Это давало обывателям возможность вовремя зазвонить в колокола, приготовить фейерверк, поставить мясо на огонь и откупорить бочки.
Однажды около полудня – ветер задул с Брабанта, небо было ясно – Уленшпигель увидел по луппегемской дороге толпу всадников на играющих конях; их перья развевались по воздуху; некоторые держали знамёна. На горделиво поднятой голове всадника, ехавшего впереди, была парчовая шляпа с длинными перьями. Он был в коричневом бархате с золотым шитьём.
Уленшпигель надел очки и увидел, что это император Карл V, который милостиво разрешал обывателям Ауденаарде попотчевать его отборнейшими винами и изысканнейшими яствами, какие только у них были.
Всадники медленно подвигались вперёд, вдыхая свежий воздух, возбуждающий в человеке аппетит. Но Уленшпигель сказал себе, что они и так жрут обильно и не умрут, если попостятся один раз. И он спокойно смотрел на их приближение и не трубил.
Они гарцевали, смеясь и болтая, и мысль его величества обращалась к желудку с заботой, достаточно ли там осталось места для пиршества в Ауденаарде. Император был удивлён и недоволен, что ни один колокол не возвещает о его прибытии.
Вдруг в городские ворота ворвался крестьянин с криком, что он видел, как к городу приближается отряд французов, чтоб всё сожрать и разграбить.
Немедленно сторож запер ворота и послал общинного служку сказать, чтобы заперли все прочие ворота. Рейтары кутили, ничего не подозревая.

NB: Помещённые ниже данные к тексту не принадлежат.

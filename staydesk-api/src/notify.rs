//! Fire-and-forget side effects that follow a committed change.

use serde::Serialize;

use staydesk_core::hotel::Hotel;
use staydesk_core::mail::{EmailMessage, OutboundMail};
use staydesk_core::CoreResult;
use staydesk_shared::pii::email_hint;

use crate::state::AppState;

/// Publishing failures are logged, never surfaced: the change is already stored.
pub async fn publish_event<E: Serialize>(state: &AppState, topic: &str, key: &str, event: &E) {
    let payload = match serde_json::to_string(event) {
        Ok(payload) => payload,
        Err(e) => {
            tracing::error!("Failed to serialize {} event: {}", topic, e);
            return;
        }
    };
    if let Err(e) = state.events.publish(topic, key, &payload).await {
        tracing::warn!("Failed to publish {} for {}: {}", topic, key, e);
    }
}

/// Queues a message on the hotel's own SMTP account.
pub async fn send_mail(state: &AppState, hotel: &Hotel, message: EmailMessage) -> CoreResult<()> {
    let recipient = email_hint(&message.to);
    let mail = OutboundMail::for_hotel(hotel, message)?;
    state.mail.enqueue(&mail).await?;
    tracing::info!("Queued mail {} to {} for hotel {}", mail.id, recipient, hotel.id);
    Ok(())
}

/// Like `send_mail` but only logs failures.
pub async fn try_send_mail(state: &AppState, hotel: &Hotel, message: EmailMessage) -> bool {
    match send_mail(state, hotel, message).await {
        Ok(()) => true,
        Err(e) => {
            tracing::warn!("Mail for hotel {} not sent: {}", hotel.id, e);
            false
        }
    }
}

/// Drafts expire on their own, so a failed discard is only logged.
pub async fn discard_draft(state: &AppState, token: &str) {
    if let Err(e) = state.drafts.discard_draft(token).await {
        tracing::warn!("Failed to discard wizard draft: {}", e);
    }
}
use async_trait::async_trait;
use redis::{AsyncCommands, RedisResult};
use tracing::debug;

use staydesk_core::repository::DraftStore;
use staydesk_core::wizard::WizardDraft;
use staydesk_core::CoreResult;

use crate::StoreError;

#[derive(Clone)]
pub struct RedisClient {
    client: redis::Client,
}

fn draft_key(token: &str) -> String {
    format!("draft:{}", token)
}

fn rate_limit_pipeline(key: &str, window_seconds: i64) -> redis::Pipeline {
    let mut pipe = redis::pipe();
    pipe.atomic()
        .incr(key, 1)
        .cmd("EXPIRE")
        .arg(key)
        .arg(window_seconds)
        .arg("NX")
        .ignore();
    pipe
}

impl RedisClient {
    pub async fn new(connection_string: &str) -> Result<Self, redis::RedisError> {
        let client = redis::Client::open(connection_string)?;
        Ok(Self { client })
    }

    /// Fixed-window counter. Returns false once `limit` requests were seen
    /// inside the current window. The TTL is only set by the request that
    /// opens the window (`EXPIRE .. NX`), so rejected retries do not extend it.
    pub async fn check_rate_limit(&self, key: &str, limit: i64, window_seconds: i64) -> RedisResult<bool> {
        let mut conn = self.client.get_multiplexed_async_connection().await?;

        let (count,): (i64,) = rate_limit_pipeline(key, window_seconds)
            .query_async(&mut conn)
            .await?;

        Ok(count <= limit)
    }

    async fn get_json(&self, key: &str) -> Result<Option<String>, StoreError> {
        let mut conn = self.client.get_multiplexed_async_connection().await?;
        let value: Option<String> = conn.get(key).await?;
        Ok(value)
    }
}

#[async_trait]
impl DraftStore for RedisClient {
    async fn load_draft(&self, token: &str) -> CoreResult<Option<WizardDraft>> {
        let Some(raw) = self.get_json(&draft_key(token)).await? else {
            return Ok(None);
        };
        let draft = serde_json::from_str(&raw).map_err(StoreError::from)?;
        Ok(Some(draft))
    }

    async fn save_draft(&self, token: &str, draft: &WizardDraft, ttl_seconds: u64) -> CoreResult<()> {
        let payload = serde_json::to_string(draft).map_err(StoreError::from)?;
        let mut conn = self
            .client
            .get_multiplexed_async_connection()
            .await
            .map_err(StoreError::from)?;
        conn.set_ex::<_, _, ()>(draft_key(token), payload, ttl_seconds)
            .await
            .map_err(StoreError::from)?;
        debug!("Draft saved for link at step {}", draft.step.index());
        Ok(())
    }

    async fn discard_draft(&self, token: &str) -> CoreResult<()> {
        let mut conn = self
            .client
            .get_multiplexed_async_connection()
            .await
            .map_err(StoreError::from)?;
        conn.del::<_, ()>(draft_key(token)).await.map_err(StoreError::from)?;
        Ok(())
    }
}
use axum::{
    body::Bytes,
    extract::{Path, Query, State},
    http::StatusCode,
    routing::{get, post},
    Extension, Json, Router,
};
use chrono::Utc;
use serde::{Deserialize, Serialize};
use uuid::Uuid;

use staydesk_core::booking::{Booking, BookingStatus, BookingUpdate, NewBooking};
use staydesk_core::hotel::Hotel;
use staydesk_core::identity::Actor;
use staydesk_core::link::{BookingLink, LinkStatus};
use staydesk_core::mail::{booking_link_email, status_changed_email};
use staydesk_shared::models::events::{
    BookingCreatedEvent, BookingStatusChangedEvent, LinkIssuedEvent, TOPIC_BOOKING_CREATED,
    TOPIC_BOOKING_STATUS_CHANGED, TOPIC_LINK_ISSUED,
};

use crate::error::AppError;
use crate::hotels::load_hotel;
use crate::middleware::{hotel_guard, SessionClaims};
use crate::notify::{discard_draft, publish_event, send_mail};
use crate::state::AppState;

#[derive(Debug, Deserialize)]
struct ListQuery {
    status: Option<String>,
}

#[derive(Debug, Deserialize)]
struct StatusChangeRequest {
    status: BookingStatus,
    #[serde(default)]
    notify_guest: bool,
}

#[derive(Debug, Serialize)]
struct StatusChangeResponse {
    booking: Booking,
    previous_status: BookingStatus,
    guest_notified: bool,
}

#[derive(Debug, Default, Deserialize)]
struct IssueLinkRequest {
    #[serde(default)]
    send_email: bool,
}

#[derive(Debug, Serialize)]
struct LinkResponse {
    link_id: Uuid,
    token: String,
    url: String,
    status: LinkStatus,
    reused: bool,
    emailed: bool,
}

pub fn routes(state: AppState) -> Router<AppState> {
    Router::new()
        .route("/v1/hotels/{hotel_id}/bookings", post(create_booking).get(list_bookings))
        .route(
            "/v1/hotels/{hotel_id}/bookings/{booking_id}",
            get(get_booking).put(update_booking).delete(delete_booking),
        )
        .route("/v1/hotels/{hotel_id}/bookings/{booking_id}/status", post(change_status))
        .route("/v1/hotels/{hotel_id}/bookings/{booking_id}/link", post(issue_link))
        .route("/v1/hotels/{hotel_id}/bookings/{booking_id}/link/resend", post(resend_link))
        .route_layer(axum::middleware::from_fn_with_state(state, hotel_guard))
}

async fn load_booking(state: &AppState, hotel_id: Uuid, booking_id: Uuid) -> Result<Booking, AppError> {
    state
        .booking_repo
        .get_booking(hotel_id, booking_id)
        .await?
        .ok_or_else(|| AppError::NotFoundError(format!("Booking {} not found", booking_id)))
}

fn session_actor(claims: &SessionClaims) -> Result<Actor, AppError> {
    claims
        .actor()
        .ok_or_else(|| AppError::AuthorizationError("Session is not bound to a hotel".to_string()))
}

async fn create_booking(
    State(state): State<AppState>,
    Extension(claims): Extension<SessionClaims>,
    Path(hotel_id): Path<Uuid>,
    Json(req): Json<NewBooking>,
) -> Result<(StatusCode, Json<Booking>), AppError> {
    let hotel = load_hotel(&state, hotel_id).await?;
    let booking = Booking::create(hotel.id, req, &hotel.booking_config)?;
    state.booking_repo.create_booking(&booking).await?;

    let event = BookingCreatedEvent {
        hotel_id,
        booking_id: booking.id,
        check_in: booking.check_in,
        check_out: booking.check_out,
        total_price_cents: booking.total_price_cents,
        timestamp: Utc::now().timestamp(),
    };
    publish_event(&state, TOPIC_BOOKING_CREATED, &booking.id.to_string(), &event).await;

    tracing::info!("Booking {} created at hotel {} by {}", booking.id, hotel_id, claims.sub);
    Ok((StatusCode::CREATED, Json(booking)))
}

async fn list_bookings(
    State(state): State<AppState>,
    Path(hotel_id): Path<Uuid>,
    Query(query): Query<ListQuery>,
) -> Result<Json<Vec<Booking>>, AppError> {
    let status = match query.status.as_deref().filter(|s| !s.is_empty()) {
        Some(raw) => Some(raw.parse::<BookingStatus>()?),
        None => None,
    };
    let bookings = state.booking_repo.list_bookings(hotel_id, status).await?;
    Ok(Json(bookings))
}

async fn get_booking(
    State(state): State<AppState>,
    Path((hotel_id, booking_id)): Path<(Uuid, Uuid)>,
) -> Result<Json<Booking>, AppError> {
    Ok(Json(load_booking(&state, hotel_id, booking_id).await?))
}

async fn update_booking(
    State(state): State<AppState>,
    Path((hotel_id, booking_id)): Path<(Uuid, Uuid)>,
    Json(req): Json<BookingUpdate>,
) -> Result<Json<Booking>, AppError> {
    let hotel = load_hotel(&state, hotel_id).await?;
    let mut booking = load_booking(&state, hotel_id, booking_id).await?;
    booking.apply(req, &hotel.booking_config)?;
    if !state.booking_repo.update_booking_if(&booking, booking.status).await? {
        return Err(AppError::ConflictError(format!(
            "Booking {} changed while it was being updated",
            booking_id
        )));
    }
    Ok(Json(booking))
}

async fn delete_booking(
    State(state): State<AppState>,
    Extension(claims): Extension<SessionClaims>,
    Path((hotel_id, booking_id)): Path<(Uuid, Uuid)>,
) -> Result<StatusCode, AppError> {
    // links are keyed by booking only, so ownership is checked first
    let booking = load_booking(&state, hotel_id, booking_id).await?;

    if let Some(link) = state.link_repo.find_active_link(booking.id).await? {
        discard_draft(&state, &link.token).await;
    }
    state.link_repo.delete_links_for_booking(booking.id).await?;

    if !state.booking_repo.delete_booking(hotel_id, booking.id).await? {
        return Err(AppError::NotFoundError(format!("Booking {} not found", booking_id)));
    }
    tracing::info!("Booking {} deleted by {}", booking_id, claims.sub);
    Ok(StatusCode::NO_CONTENT)
}

async fn change_status(
    State(state): State<AppState>,
    Extension(claims): Extension<SessionClaims>,
    Path((hotel_id, booking_id)): Path<(Uuid, Uuid)>,
    Json(req): Json<StatusChangeRequest>,
) -> Result<Json<StatusChangeResponse>, AppError> {
    let actor = session_actor(&claims)?;
    let hotel = load_hotel(&state, hotel_id).await?;
    let mut booking = load_booking(&state, hotel_id, booking_id).await?;

    let previous_status = booking.transition(req.status, &actor)?;
    if !state.booking_repo.update_booking_if(&booking, previous_status).await? {
        return Err(AppError::ConflictError(format!(
            "Booking {} changed while it was being updated",
            booking_id
        )));
    }

    let event = BookingStatusChangedEvent {
        hotel_id,
        booking_id,
        from: previous_status.to_string(),
        to: booking.status.to_string(),
        actor: actor.label(),
        timestamp: Utc::now().timestamp(),
    };
    publish_event(&state, TOPIC_BOOKING_STATUS_CHANGED, &booking_id.to_string(), &event).await;
    tracing::info!(
        "Booking {} moved {} -> {} by {}",
        booking_id,
        previous_status,
        booking.status,
        actor.label()
    );

    let mut guest_notified = false;
    if req.notify_guest {
        if let Some(message) = status_changed_email(&hotel, &booking)? {
            send_mail(&state, &hotel, message).await?;
            guest_notified = true;
        }
    }

    Ok(Json(StatusChangeResponse {
        booking,
        previous_status,
        guest_notified,
    }))
}

/// Returns the booking's open link, issuing one if there is none.
async fn active_or_new_link(
    state: &AppState,
    hotel: &Hotel,
    booking: &Booking,
) -> Result<(BookingLink, bool), AppError> {
    booking.ensure_awaiting_guest()?;
    if let Some(link) = state.link_repo.find_active_link(booking.id).await? {
        return Ok((link, true));
    }

    let link = BookingLink::issue(hotel, booking)?;
    state.link_repo.create_link(&link).await?;

    let event = LinkIssuedEvent {
        hotel_id: hotel.id,
        booking_id: booking.id,
        link_id: link.id,
        timestamp: Utc::now().timestamp(),
    };
    publish_event(state, TOPIC_LINK_ISSUED, &booking.id.to_string(), &event).await;
    tracing::info!("Link {} issued for booking {}", link.id, booking.id);
    Ok((link, false))
}

async fn email_link(state: &AppState, hotel: &Hotel, booking: &Booking, url: &str) -> Result<(), AppError> {
    let message = booking_link_email(hotel, booking, url)?;
    send_mail(state, hotel, message).await?;
    Ok(())
}

async fn issue_link(
    State(state): State<AppState>,
    Path((hotel_id, booking_id)): Path<(Uuid, Uuid)>,
    body: Bytes,
) -> Result<Json<LinkResponse>, AppError> {
    // body is optional
    let req: IssueLinkRequest = if body.is_empty() {
        IssueLinkRequest::default()
    } else {
        serde_json::from_slice(&body).map_err(|e| AppError::BadRequest(e.to_string()))?
    };
    let hotel = load_hotel(&state, hotel_id).await?;
    let booking = load_booking(&state, hotel_id, booking_id).await?;

    let (link, reused) = active_or_new_link(&state, &hotel, &booking).await?;
    let url = link.guest_url(&state.guest.public_base_url);

    if req.send_email {
        email_link(&state, &hotel, &booking, &url).await?;
    }

    Ok(Json(LinkResponse {
        link_id: link.id,
        token: link.token,
        url,
        status: link.status,
        reused,
        emailed: req.send_email,
    }))
}

async fn resend_link(
    State(state): State<AppState>,
    Path((hotel_id, booking_id)): Path<(Uuid, Uuid)>,
) -> Result<Json<LinkResponse>, AppError> {
    let hotel = load_hotel(&state, hotel_id).await?;
    let booking = load_booking(&state, hotel_id, booking_id).await?;
    booking.ensure_awaiting_guest()?;

    let link = state
        .link_repo
        .find_active_link(booking_id)
        .await?
        .ok_or_else(|| AppError::NotFoundError(format!("No active link for booking {}", booking_id)))?;
    let url = link.guest_url(&state.guest.public_base_url);
    email_link(&state, &hotel, &booking, &url).await?;

    Ok(Json(LinkResponse {
        link_id: link.id,
        token: link.token,
        url,
        status: link.status,
        reused: true,
        emailed: true,
    }))
}
//! Object storage naming for guest uploads. The bucket itself is external;
//! this module only decides where a file goes and whether a submitted URL
//! belongs to the booking.

use serde::{Deserialize, Serialize};
use uuid::Uuid;

use crate::guest::DocumentType;
use crate::validation::Validator;
use crate::CoreResult;

pub const ALLOWED_CONTENT_TYPES: [&str; 3] = ["image/jpeg", "image/png", "application/pdf"];
const MAX_FILENAME_LEN: usize = 100;

#[derive(Debug, Clone, Deserialize)]
pub struct UploadRequest {
    pub file_type: DocumentType,
    pub filename: String,
    pub content_type: String,
    pub size_bytes: u64,
}

#[derive(Debug, Clone, Serialize, Deserialize, PartialEq)]
pub struct UploadTicket {
    pub path: String,
    pub public_url: String,
    pub content_type: String,
}

pub fn booking_prefix(booking_id: Uuid) -> String {
    format!("bookings/{}/", booking_id)
}

/// `bookings/{id}/{fileType}_{timestamp}_{filename}`
pub fn object_path(booking_id: Uuid, file_type: DocumentType, timestamp_ms: i64, filename: &str) -> String {
    format!(
        "{}{}_{}_{}",
        booking_prefix(booking_id),
        file_type.path_segment(),
        timestamp_ms,
        sanitize_filename(filename)
    )
}

/// Keeps only the basename and replaces anything outside `[A-Za-z0-9._-]`.
pub fn sanitize_filename(filename: &str) -> String {
    let base = filename
        .rsplit(|c: char| c == '/' || c == '\\')
        .next()
        .unwrap_or_default();
    let mut cleaned: String = base
        .chars()
        .map(|c| if c.is_ascii_alphanumeric() || matches!(c, '.' | '_' | '-') { c } else { '_' })
        .collect();
    while cleaned.starts_with('.') {
        cleaned.remove(0);
    }
    if cleaned.is_empty() {
        cleaned = "upload".to_string();
    }
    if cleaned.len() > MAX_FILENAME_LEN {
        // keep the extension when truncating
        let ext = cleaned.rsplit_once('.').map(|(_, e)| e.to_string()).filter(|e| e.len() <= 10);
        cleaned.truncate(MAX_FILENAME_LEN);
        if let Some(ext) = ext {
            if !cleaned.ends_with(&format!(".{}", ext)) {
                cleaned.truncate(MAX_FILENAME_LEN - ext.len() - 1);
                cleaned.push('.');
                cleaned.push_str(&ext);
            }
        }
    }
    cleaned
}

pub fn public_url(base_url: &str, path: &str) -> String {
    format!("{}/{}", base_url.trim_end_matches('/'), path)
}

pub fn prepare_upload(
    booking_id: Uuid,
    request: &UploadRequest,
    timestamp_ms: i64,
    base_url: &str,
    max_bytes: u64,
) -> CoreResult<UploadTicket> {
    let mut v = Validator::new();
    v.require("filename", &request.filename);
    v.check(
        ALLOWED_CONTENT_TYPES.contains(&request.content_type.as_str()),
        "content_type",
        "only JPEG, PNG and PDF files are accepted",
    );
    v.check(request.size_bytes > 0, "size_bytes", "file is empty");
    v.check(request.size_bytes <= max_bytes, "size_bytes", "file is too large");
    v.finish()?;

    let path = object_path(booking_id, request.file_type, timestamp_ms, &request.filename);
    Ok(UploadTicket {
        public_url: public_url(base_url, &path),
        path,
        content_type: request.content_type.clone(),
    })
}

/// True when `url` points into this booking's folder of the bucket.
pub fn is_booking_object(base_url: &str, booking_id: Uuid, url: &str) -> bool {
    let prefix = public_url(base_url, &booking_prefix(booking_id));
    url.starts_with(&prefix) && url.len() > prefix.len() && !url[prefix.len()..].contains("..")
}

Чем ближе подъезжал император, тем больше он гневался, что колокола не трезвонят, пушки не палят, аркебузы не салютуют. Напрасно напрягал он слух. Он не слышал ничего, кроме получасового боя башенных часов. Так подъехал он к воротам, нашёл их запертыми и постучал кулаком, чтобы ему открыли.
Свитские кавалеры, недовольные, как и его величество, сердито ворчали. Дозорный с крепостного вала закричал, что если они там не перестанут безобразничать, то он охладит их нетерпенье картечью.
Разъярённый император закричал:
– Слепая свинья, ты не узнаёшь своего императора?
Дозорный ответил:
– Золочёная свинья ничуть не лучше, чем первая встречная. Пока что известно, что господа французы большие шутники: все знают, что император Карл ведёт войну в Италии и потому не может стоять у ворот Ауденаарде.
На это Карл и его свита закричали ещё громче:
– Если ты не откроешь, ты будешь изжарен на копье, как на вертеле. А перед этим проглотишь свои ключи.
На шум прибежал из арсенала старый солдат, высунул нос из-за стены и заорал:
– Дозорный, ты ошибся. Это наш император, я узнал его, хотя он состарился с тех пор, как увёз отсюда Марию ван дер Гейнст в замок Лален!
От ужаса привратник упал на землю замертво. Солдат взял ключи и побежал отворять ворота.
Император спросил, почему его так долго заставили ждать. Выслушав объяснение солдата, его величество приказал опять запереть ворота, вызвать солдат Корнюина и повелел им открыть шествие с дудками и барабанами.
Вскоре поднялся колокольный трезвон.
И его величество с царственным грохотом прибыл на Большой рынок. В зале заседаний собрались бургомистры и старейшины: старейшина Ян Гигелер выбежал на шум и возвратился в зал заседаний с криком:
– Keyser Karel is alhier! – то есть: Император Карл здесь!